- Task input
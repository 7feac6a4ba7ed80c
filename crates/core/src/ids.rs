use serde::{Deserialize, Serialize};
use std::fmt;
use uuid::Uuid;

macro_rules! uuid_id {
    ($name:ident) => {
        #[derive(Clone, Copy, PartialEq, Eq, PartialOrd, Ord, Hash, Serialize, Deserialize)]
        pub struct $name(Uuid);

        impl $name {
            pub fn new() -> Self {
                Self(Uuid::now_v7())
            }

            pub fn from_uuid(uuid: Uuid) -> Self {
                Self(uuid)
            }

            pub fn from_bytes(bytes: [u8; 16]) -> Self {
                Self(Uuid::from_bytes(bytes))
            }

            pub fn as_bytes(&self) -> &[u8; 16] {
                self.0.as_bytes()
            }

            pub fn as_uuid(&self) -> &Uuid {
                &self.0
            }
        }

        impl fmt::Debug for $name {
            fn fmt(&self, f: &mut fmt::Formatter<'_>) -> fmt::Result {
                write!(f, "{}({})", stringify!($name), &self.0.to_string()[..8])
            }
        }

        impl Default for $name {
            fn default() -> Self {
                Self::new()
            }
        }

        impl fmt::Display for $name {
            fn fmt(&self, f: &mut fmt::Formatter<'_>) -> fmt::Result {
                write!(f, "{}", self.0)
            }
        }
    };
}

uuid_id!(TenantId);
uuid_id!(StandardItemId);
uuid_id!(TenantItemId);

- Directions
Could you write out every entry above exactly as it appears?

- Solution below
repository 7feac6a4ba7ed80c
filename crates/core/src/ids.rs
use serde::{Deserialize, Serialize};
use std::fmt;
use uuid::Uuid;

macro_rules! uuid_id {
    ($name:ident) => {
        #[derive(Clone, Copy, PartialEq, Eq, PartialOrd, Ord, Hash, Serialize, Deserialize)]
        pub struct $name(Uuid);

        impl $name {
            pub fn new() -> Self {
                Self(Uuid::now_v7())
            }

            pub fn from_uuid(uuid: Uuid) -> Self {
                Self(uuid)
            }

            pub fn from_bytes(bytes: [u8; 16]) -> Self {
                Self(Uuid::from_bytes(bytes))
            }

            pub fn as_bytes(&self) -> &[u8; 16] {
                self.0.as_bytes()
            }

            pub fn as_uuid(&self) -> &Uuid {
                &self.0
            }
        }

        impl fmt::Debug for $name {
            fn fmt(&self, f: &mut fmt::Formatter<'_>) -> fmt::Result {
                write!(f, "{}({})", stringify!($name), &self.0.to_string()[..8])
            }
        }

        impl Default for $name {
            fn default() -> Self {
                Self::new()
            }
        }

        impl fmt::Display for $name {
            fn fmt(&self, f: &mut fmt::Formatter<'_>) -> fmt::Result {
                write!(f, "{}", self.0)
            }
        }
    };
}

uuid_id!(TenantId);
uuid_id!(StandardItemId);
uuid_id!(TenantItemId);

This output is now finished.